Coveney’s over-reaching plan to double agricultural production by 2020 – called Food Harvest 2020 [FH2020] – called for a Strategic Environmental Assessment [SEA] of its own proposals. Coveney has refused this recommendation, claiming that FH2020 is not government policy that would in law require an SEA – but rather an ‘industry led initiative’ – and in the process further advancing Ireland’s reputation in Brussels for playing the cute hoor.
Unfortunately, unbeknownst to the heedless Irish media the Commission recently quietly collapsed its SEA case against Ireland which centred on the national failure properly to assess the National Development Plan. The Directive is poorly written and Ireland is not the only state to dance around its requirements.
However, Minister Coveney will not find it so easy to avoid the Habitats Regulations, which were specifically strengthened last year to require assessment of plans that might have a significant effect on protected areas – 13% of Ireland’s land. Ireland already has a European judgment registered against it – for overgrazing in disparate areas, from sensitive upland mountains to sand dunes
In fact FH2020’s recommendations will run up an impressive list of offences. Ireland is legally required to deliver a 20% reduction in non-industrial greenhouse gas emissions by 2020 (relative to 2005 levels). Agriculture already accounts for the largest share of the national total at 33% – and Coveney’s proposal will result in a 12% increase from the dairy sector alone.
And the manure! Ireland’s farm animal waste production is already what would be expected of a population of 68 million people and requires derogations from the Nitrates Regulations because of the run-off from slurry-spreading into surface waters. Where are they going to put another 25 million people’s worth? With artificial fertilisers, you can at least cut your supply with a phone call to your retailer. If you increase your herd at a national level, the stuff keeps on coming. And coming.
And it’s not just water quality. Ireland now has the highest rate of cryptosporidiosis and e coli infections in Europe. Much of this is transmitted through animal waste. And there are indirect effects: increases in beef for export will require an expansion of slaughtering facilities, for example, which are associated with high levels of water and energy consumption.
On sea, Coveney’s plans for the biggest salmon-farm in Europe in the omphalos of Galway Bay is not being met with the welcome he anticipated. Aran Islanders have been through this before with attempts at salmon farming in the 1980s. They are well aware that what few jobs there will be in an increasingly-mechanised production process are dirty, dangerous, and badly-paid.

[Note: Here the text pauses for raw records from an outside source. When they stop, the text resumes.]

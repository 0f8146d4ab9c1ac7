//! Message envelope exchanged between agents

use chrono::{DateTime, Utc};
use serde::{Deserialize, Serialize};

use crate::agent::{AgentId, new_id};
use crate::error::BusError;

/// Identifier of a message
pub type MessageId = String;

/// Destination sentinel addressing every agent
pub const BROADCAST: &str = "broadcast";

#[derive(Debug, Clone, Copy, PartialEq, Eq, Hash, Serialize, Deserialize)]
#[serde(rename_all = "snake_case")]
pub enum MessageType {
    TaskAssignment,
    TaskResult,
    StatusUpdate,
    Coordination,
    Error,
    Heartbeat,
}

impl MessageType {
    pub fn as_str(&self) -> &'static str {
        match self {
            Self::TaskAssignment => "task_assignment",
            Self::TaskResult => "task_result",
            Self::StatusUpdate => "status_update",
            Self::Coordination => "coordination",
            Self::Error => "error",
            Self::Heartbeat => "heartbeat",
        }
    }
}

impl std::fmt::Display for MessageType {
    fn fmt(&self, f: &mut std::fmt::Formatter<'_>) -> std::fmt::Result {
        f.write_str(self.as_str())
    }
}

#[derive(Debug, Clone, Copy, PartialEq, Eq, PartialOrd, Ord, Hash, Serialize, Deserialize, Default)]
#[serde(rename_all = "snake_case")]
pub enum MessagePriority {
    Low,
    #[default]
    Medium,
    High,
    Urgent,
}

/// An asynchronous message between agents
///
/// `id`, `message_type`, `from_agent`, `to_agent` and `timestamp` are
/// mandatory; see [`Message::validate`].
#[derive(Debug, Clone, PartialEq, Serialize, Deserialize)]
pub struct Message {
    pub id: MessageId,
    pub message_type: MessageType,
    pub from_agent: AgentId,
    /// Recipient id or [`BROADCAST`]
    pub to_agent: String,
    pub timestamp: DateTime<Utc>,
    #[serde(default)]
    pub priority: MessagePriority,
    #[serde(default)]
    pub data: serde_json::Value,
    pub correlation_id: Option<MessageId>,
    #[serde(default)]
    pub requires_response: bool,
    pub timeout_ms: Option<u64>,
}

impl Message {
    pub fn new(
        message_type: MessageType,
        from: impl Into<String>,
        to: impl Into<String>,
        data: serde_json::Value,
    ) -> Self {
        Self {
            id: new_id(),
            message_type,
            from_agent: from.into(),
            to_agent: to.into(),
            timestamp: Utc::now(),
            priority: MessagePriority::default(),
            data,
            correlation_id: None,
            requires_response: false,
            timeout_ms: None,
        }
    }

    /// Message addressed to every agent
    pub fn broadcast(
        message_type: MessageType,
        from: impl Into<String>,
        data: serde_json::Value,
    ) -> Self {
        Self::new(message_type, from, BROADCAST, data)
    }

    #[must_use]
    pub fn with_id(mut self, id: impl Into<String>) -> Self {
        self.id = id.into();
        self
    }

    #[must_use]
    pub fn with_priority(mut self, priority: MessagePriority) -> Self {
        self.priority = priority;
        self
    }

    #[must_use]
    pub fn with_correlation(mut self, correlation_id: impl Into<String>) -> Self {
        self.correlation_id = Some(correlation_id.into());
        self
    }

    #[must_use]
    pub fn with_timestamp(mut self, timestamp: DateTime<Utc>) -> Self {
        self.timestamp = timestamp;
        self
    }

    /// Build a reply from `from` back to the original sender
    ///
    /// The reply is correlated to this message's id.
    pub fn reply_to(
        &self,
        message_type: MessageType,
        from: impl Into<String>,
        data: serde_json::Value,
    ) -> Self {
        Self::new(message_type, from, self.from_agent.clone(), data)
            .with_priority(self.priority)
            .with_correlation(self.id.clone())
    }

    pub fn is_broadcast(&self) -> bool {
        self.to_agent == BROADCAST
    }

    /// Check the mandatory fields
    pub fn validate(&self) -> Result<(), BusError> {
        if self.id.trim().is_empty() {
            return Err(BusError::InvalidMessage("missing id".to_string()));
        }
        if self.from_agent.trim().is_empty() {
            return Err(BusError::InvalidMessage("missing from".to_string()));
        }
        if self.to_agent.trim().is_empty() {
            return Err(BusError::InvalidMessage("missing to".to_string()));
        }
        Ok(())
    }

    /// Parse and validate a message received as JSON
    pub fn from_json(value: serde_json::Value) -> Result<Self, BusError> {
        let message: Self =
            serde_json::from_value(value).map_err(|e| BusError::InvalidMessage(e.to_string()))?;
        message.validate()?;
        Ok(message)
    }
}

#[cfg(test)]
mod tests {
    use super::*;
    use serde_json::json;

    #[test]
    fn new_message_has_defaults() {
        let msg = Message::new(MessageType::Heartbeat, "a1", "monitor", json!({}));
        assert!(!msg.id.is_empty());
        assert_eq!(msg.priority, MessagePriority::Medium);
        assert!(!msg.requires_response);
        assert!(msg.correlation_id.is_none());
        assert!(msg.validate().is_ok());
    }

    #[test]
    fn broadcast_uses_sentinel() {
        let msg = Message::broadcast(MessageType::StatusUpdate, "a1", json!({}));
        assert_eq!(msg.to_agent, BROADCAST);
        assert!(msg.is_broadcast());
    }

    #[test]
    fn reply_is_correlated_to_original() {
        let original = Message::new(MessageType::Coordination, "a1", "coordinator", json!({}))
            .with_priority(MessagePriority::High);
        let reply = original.reply_to(MessageType::Coordination, "coordinator", json!({"ok": true}));

        assert_eq!(reply.to_agent, "a1");
        assert_eq!(reply.from_agent, "coordinator");
        assert_eq!(reply.correlation_id.as_deref(), Some(original.id.as_str()));
        assert_eq!(reply.priority, MessagePriority::High);
    }

    #[test]
    fn validate_rejects_empty_recipient() {
        let msg = Message::new(MessageType::Heartbeat, "a1", "", json!({}));
        let err = msg.validate().unwrap_err();
        assert!(matches!(err, BusError::InvalidMessage(_)));
        assert!(err.to_string().contains("missing to"));
    }

    #[test]
    fn from_json_rejects_missing_recipient() {
        let value = json!({
            "id": "m1",
            "message_type": "heartbeat",
            "from_agent": "a1",
            "timestamp": "2026-01-01T00:00:00Z"
        });
        assert!(matches!(
            Message::from_json(value),
            Err(BusError::InvalidMessage(_))
        ));
    }

    #[test]
    fn from_json_accepts_complete_message() {
        let value = json!({
            "id": "m1",
            "message_type": "heartbeat",
            "from_agent": "a1",
            "to_agent": "monitor",
            "timestamp": "2026-01-01T00:00:00Z"
        });
        let msg = Message::from_json(value).unwrap();
        assert_eq!(msg.id, "m1");
        assert_eq!(msg.message_type, MessageType::Heartbeat);
        assert_eq!(msg.data, serde_json::Value::Null);
    }

    #[test]
    fn message_type_json_format() {
        assert_eq!(
            serde_json::to_string(&MessageType::TaskAssignment).unwrap(),
            "\"task_assignment\""
        );
    }
}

FH2020’s consultation document says that aquaculture has been excluded from the consultation process because it has already been assessed. But the Department confirmed to Village that the only assessment was in 2008, when the proposed expansion in salmon farming was 78%, mostly derived from increasing production in existing sites. In contrast, Coveney is planning a 300% increase in production in entirely new locations.
As is the case with farming on land, a big issue is the increased nutrients – from fish excrement (and food waste). The Galway Bay farm will discharge the nutrient equivalent of more than twice the sewage of the population of Galway city itself. And of course there is the sea-lice issue, where the build-up of lice in salmon farms infects wild populations. In the case of the Connemara sea-trout fisheries, it wiped out a whole sporting industry in the 1990s.
Now coastal residents will be faced with three mega-fish farms ‘off shore’ – ie in coastal bays like Galway Bay. When the Volvo yacht race returns to Galway in the future, they can expect to have to slalom between the cages to complete the race. Unless, of course, those pesky folk in Brussels get to hear of it.